* [GOAL OF THE EXERCISE] Word for word, restate each entry that appears below.
━━━━━━━━
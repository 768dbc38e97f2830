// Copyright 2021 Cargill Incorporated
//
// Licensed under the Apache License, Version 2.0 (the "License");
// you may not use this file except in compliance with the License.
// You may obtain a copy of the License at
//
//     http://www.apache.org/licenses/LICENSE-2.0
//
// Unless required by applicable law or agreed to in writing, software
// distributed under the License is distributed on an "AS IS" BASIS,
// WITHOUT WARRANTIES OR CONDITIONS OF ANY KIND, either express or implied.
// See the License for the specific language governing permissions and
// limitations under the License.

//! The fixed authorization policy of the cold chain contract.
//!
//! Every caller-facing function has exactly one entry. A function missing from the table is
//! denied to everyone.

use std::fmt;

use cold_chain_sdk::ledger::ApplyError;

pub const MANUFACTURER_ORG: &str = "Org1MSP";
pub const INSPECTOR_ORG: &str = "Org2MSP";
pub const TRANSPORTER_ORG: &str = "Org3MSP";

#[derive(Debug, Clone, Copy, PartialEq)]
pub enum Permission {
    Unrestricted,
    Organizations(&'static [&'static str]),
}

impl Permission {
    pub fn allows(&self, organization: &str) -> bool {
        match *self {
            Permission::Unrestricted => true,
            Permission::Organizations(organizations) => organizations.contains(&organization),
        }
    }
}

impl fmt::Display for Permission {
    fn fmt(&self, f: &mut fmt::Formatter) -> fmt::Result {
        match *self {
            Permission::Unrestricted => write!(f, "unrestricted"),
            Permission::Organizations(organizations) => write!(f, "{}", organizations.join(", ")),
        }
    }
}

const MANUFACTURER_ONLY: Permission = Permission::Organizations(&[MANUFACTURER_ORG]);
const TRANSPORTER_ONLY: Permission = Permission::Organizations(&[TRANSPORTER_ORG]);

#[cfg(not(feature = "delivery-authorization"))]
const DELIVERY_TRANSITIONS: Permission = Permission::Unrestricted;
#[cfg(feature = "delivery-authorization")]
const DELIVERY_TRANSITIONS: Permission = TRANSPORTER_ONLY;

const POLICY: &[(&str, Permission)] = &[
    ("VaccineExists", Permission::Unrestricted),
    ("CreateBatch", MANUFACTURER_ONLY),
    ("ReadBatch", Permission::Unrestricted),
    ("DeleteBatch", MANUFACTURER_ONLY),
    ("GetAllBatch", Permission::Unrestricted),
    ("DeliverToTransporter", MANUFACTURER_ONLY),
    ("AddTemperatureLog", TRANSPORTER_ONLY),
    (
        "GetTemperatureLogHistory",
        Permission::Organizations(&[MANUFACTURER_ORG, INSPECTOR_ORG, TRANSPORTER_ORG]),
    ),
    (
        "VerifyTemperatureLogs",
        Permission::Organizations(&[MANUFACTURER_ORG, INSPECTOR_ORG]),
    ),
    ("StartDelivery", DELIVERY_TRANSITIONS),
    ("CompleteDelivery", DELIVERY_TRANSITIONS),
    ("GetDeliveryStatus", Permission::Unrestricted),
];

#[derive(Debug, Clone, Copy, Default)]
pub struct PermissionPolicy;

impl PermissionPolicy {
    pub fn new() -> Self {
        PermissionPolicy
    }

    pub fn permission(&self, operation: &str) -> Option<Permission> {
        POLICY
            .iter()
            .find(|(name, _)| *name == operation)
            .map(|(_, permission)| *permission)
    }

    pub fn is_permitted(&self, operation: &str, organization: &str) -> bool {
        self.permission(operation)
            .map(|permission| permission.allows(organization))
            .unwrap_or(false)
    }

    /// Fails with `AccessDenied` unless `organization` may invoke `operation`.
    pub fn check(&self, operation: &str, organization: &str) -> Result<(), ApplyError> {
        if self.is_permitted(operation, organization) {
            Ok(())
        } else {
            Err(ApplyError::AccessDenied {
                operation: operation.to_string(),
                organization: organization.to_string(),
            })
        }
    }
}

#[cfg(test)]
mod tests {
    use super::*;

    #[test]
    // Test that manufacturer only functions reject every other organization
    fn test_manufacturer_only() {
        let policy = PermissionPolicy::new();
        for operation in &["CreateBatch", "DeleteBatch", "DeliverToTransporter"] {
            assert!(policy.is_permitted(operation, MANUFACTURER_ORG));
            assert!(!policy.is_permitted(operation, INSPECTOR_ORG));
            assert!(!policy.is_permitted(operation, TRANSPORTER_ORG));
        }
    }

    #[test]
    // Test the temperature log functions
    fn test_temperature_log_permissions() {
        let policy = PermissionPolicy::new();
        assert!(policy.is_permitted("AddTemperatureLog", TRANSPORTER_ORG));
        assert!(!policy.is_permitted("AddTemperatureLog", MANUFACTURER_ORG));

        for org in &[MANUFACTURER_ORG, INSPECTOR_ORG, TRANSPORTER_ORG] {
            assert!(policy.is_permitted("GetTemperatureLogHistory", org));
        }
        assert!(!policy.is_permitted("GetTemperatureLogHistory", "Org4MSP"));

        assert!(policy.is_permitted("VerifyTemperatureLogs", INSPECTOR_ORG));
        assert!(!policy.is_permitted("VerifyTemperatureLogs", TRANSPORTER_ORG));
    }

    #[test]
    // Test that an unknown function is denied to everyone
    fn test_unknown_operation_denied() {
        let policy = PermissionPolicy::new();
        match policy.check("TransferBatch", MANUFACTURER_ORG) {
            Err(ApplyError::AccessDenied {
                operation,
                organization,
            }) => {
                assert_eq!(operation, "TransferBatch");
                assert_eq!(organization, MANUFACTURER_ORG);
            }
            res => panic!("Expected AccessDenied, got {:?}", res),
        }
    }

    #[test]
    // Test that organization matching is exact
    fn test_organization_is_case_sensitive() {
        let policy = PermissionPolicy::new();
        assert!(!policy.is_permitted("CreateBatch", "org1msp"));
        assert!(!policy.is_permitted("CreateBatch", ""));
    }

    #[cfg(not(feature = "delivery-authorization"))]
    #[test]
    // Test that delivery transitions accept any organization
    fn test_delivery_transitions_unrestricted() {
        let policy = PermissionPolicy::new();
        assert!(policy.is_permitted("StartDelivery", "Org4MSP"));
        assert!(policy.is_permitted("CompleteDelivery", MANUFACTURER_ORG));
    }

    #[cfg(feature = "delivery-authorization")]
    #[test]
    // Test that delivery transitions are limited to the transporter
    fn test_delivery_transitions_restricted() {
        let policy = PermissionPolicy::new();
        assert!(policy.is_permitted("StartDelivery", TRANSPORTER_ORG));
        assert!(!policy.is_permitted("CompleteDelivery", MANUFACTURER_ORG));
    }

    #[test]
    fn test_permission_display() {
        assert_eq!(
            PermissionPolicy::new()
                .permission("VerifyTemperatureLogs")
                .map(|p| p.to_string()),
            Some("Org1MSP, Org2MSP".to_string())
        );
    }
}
━━━━━━━━
* [RESPONSE]
repository 768dbc38e97f2830
// Copyright 2021 Cargill Incorporated
//
// Licensed under the Apache License, Version 2.0 (the "License");
// you may not use this file except in compliance with the License.
// You may obtain a copy of the License at
//
//     http://www.apache.org/licenses/LICENSE-2.0
//
// Unless required by applicable law or agreed to in writing, software
// distributed under the License is distributed on an "AS IS" BASIS,
// WITHOUT WARRANTIES OR CONDITIONS OF ANY KIND, either express or implied.
// See the License for the specific language governing permissions and
// limitations under the License.

//! The fixed authorization policy of the cold chain contract.
//!
//! Every caller-facing function has exactly one entry. A function missing from the table is
//! denied to everyone.

use std::fmt;

use cold_chain_sdk::ledger::ApplyError;

pub const MANUFACTURER_ORG: &str = "Org1MSP";
pub const INSPECTOR_ORG: &str = "Org2MSP";
pub const TRANSPORTER_ORG: &str = "Org3MSP";

#[derive(Debug, Clone, Copy, PartialEq)]
pub enum Permission {
    Unrestricted,
    Organizations(&'static [&'static str]),
}

impl Permission {
    pub fn allows(&self, organization: &str) -> bool {
        match *self {
            Permission::Unrestricted => true,
            Permission::Organizations(organizations) => organizations.contains(&organization),
        }
    }
}

impl fmt::Display for Permission {
    fn fmt(&self, f: &mut fmt::Formatter) -> fmt::Result {
        match *self {
            Permission::Unrestricted => write!(f, "unrestricted"),
            Permission::Organizations(organizations) => write!(f, "{}", organizations.join(", ")),
        }
    }
}

const MANUFACTURER_ONLY: Permission = Permission::Organizations(&[MANUFACTURER_ORG]);
const TRANSPORTER_ONLY: Permission = Permission::Organizations(&[TRANSPORTER_ORG]);

#[cfg(not(feature = "delivery-authorization"))]
const DELIVERY_TRANSITIONS: Permission = Permission::Unrestricted;
#[cfg(feature = "delivery-authorization")]
const DELIVERY_TRANSITIONS: Permission = TRANSPORTER_ONLY;

const POLICY: &[(&str, Permission)] = &[
    ("VaccineExists", Permission::Unrestricted),
    ("CreateBatch", MANUFACTURER_ONLY),
    ("ReadBatch", Permission::Unrestricted),
    ("DeleteBatch", MANUFACTURER_ONLY),
    ("GetAllBatch", Permission::Unrestricted),
    ("DeliverToTransporter", MANUFACTURER_ONLY),
    ("AddTemperatureLog", TRANSPORTER_ONLY),
    (
        "GetTemperatureLogHistory",
        Permission::Organizations(&[MANUFACTURER_ORG, INSPECTOR_ORG, TRANSPORTER_ORG]),
    ),
    (
        "VerifyTemperatureLogs",
        Permission::Organizations(&[MANUFACTURER_ORG, INSPECTOR_ORG]),
    ),
    ("StartDelivery", DELIVERY_TRANSITIONS),
    ("CompleteDelivery", DELIVERY_TRANSITIONS),
    ("GetDeliveryStatus", Permission::Unrestricted),
];

#[derive(Debug, Clone, Copy, Default)]
pub struct PermissionPolicy;

impl PermissionPolicy {
    pub fn new() -> Self {
        PermissionPolicy
    }

    pub fn permission(&self, operation: &str) -> Option<Permission> {
        POLICY
            .iter()
            .find(|(name, _)| *name == operation)
            .map(|(_, permission)| *permission)
    }

    pub fn is_permitted(&self, operation: &str, organization: &str) -> bool {
        self.permission(operation)
            .map(|permission| permission.allows(organization))
            .unwrap_or(false)
    }

    /// Fails with `AccessDenied` unless `organization` may invoke `operation`.
    pub fn check(&self, operation: &str, organization: &str) -> Result<(), ApplyError> {
        if self.is_permitted(operation, organization) {
            Ok(())
        } else {
            Err(ApplyError::AccessDenied {
                operation: operation.to_string(),
                organization: organization.to_string(),
            })
        }
    }
}

#[cfg(test)]
mod tests {
    use super::*;

    #[test]
    // Test that manufacturer only functions reject every other organization
    fn test_manufacturer_only() {
        let policy = PermissionPolicy::new();
        for operation in &["CreateBatch", "DeleteBatch", "DeliverToTransporter"] {
            assert!(policy.is_permitted(operation, MANUFACTURER_ORG));
            assert!(!policy.is_permitted(operation, INSPECTOR_ORG));
            assert!(!policy.is_permitted(operation, TRANSPORTER_ORG));
        }
    }

    #[test]
    // Test the temperature log functions
    fn test_temperature_log_permissions() {
        let policy = PermissionPolicy::new();
        assert!(policy.is_permitted("AddTemperatureLog", TRANSPORTER_ORG));
        assert!(!policy.is_permitted("AddTemperatureLog", MANUFACTURER_ORG));

        for org in &[MANUFACTURER_ORG, INSPECTOR_ORG, TRANSPORTER_ORG] {
            assert!(policy.is_permitted("GetTemperatureLogHistory", org));
        }
        assert!(!policy.is_permitted("GetTemperatureLogHistory", "Org4MSP"));

        assert!(policy.is_permitted("VerifyTemperatureLogs", INSPECTOR_ORG));
        assert!(!policy.is_permitted("VerifyTemperatureLogs", TRANSPORTER_ORG));
    }

    #[test]
    // Test that an unknown function is denied to everyone
    fn test_unknown_operation_denied() {
        let policy = PermissionPolicy::new();
        match policy.check("TransferBatch", MANUFACTURER_ORG) {
            Err(ApplyError::AccessDenied {
                operation,
                organization,
            }) => {
                assert_eq!(operation, "TransferBatch");
                assert_eq!(organization, MANUFACTURER_ORG);
            }
            res => panic!("Expected AccessDenied, got {:?}", res),
        }
    }

    #[test]
    // Test that organization matching is exact
    fn test_organization_is_case_sensitive() {
        let policy = PermissionPolicy::new();
        assert!(!policy.is_permitted("CreateBatch", "org1msp"));
        assert!(!policy.is_permitted("CreateBatch", ""));
    }

    #[cfg(not(feature = "delivery-authorization"))]
    #[test]
    // Test that delivery transitions accept any organization
    fn test_delivery_transitions_unrestricted() {
        let policy = PermissionPolicy::new();
        assert!(policy.is_permitted("StartDelivery", "Org4MSP"));
        assert!(policy.is_permitted("CompleteDelivery", MANUFACTURER_ORG));
    }

    #[cfg(feature = "delivery-authorization")]
    #[test]
    // Test that delivery transitions are limited to the transporter
    fn test_delivery_transitions_restricted() {
        let policy = PermissionPolicy::new();
        assert!(policy.is_permitted("StartDelivery", TRANSPORTER_ORG));
        assert!(!policy.is_permitted("CompleteDelivery", MANUFACTURER_ORG));
    }

    #[test]
    fn test_permission_display() {
        assert_eq!(
            PermissionPolicy::new()
                .permission("VerifyTemperatureLogs")
                .map(|p| p.to_string()),
            Some("Org1MSP, Org2MSP".to_string())
        );
    }
}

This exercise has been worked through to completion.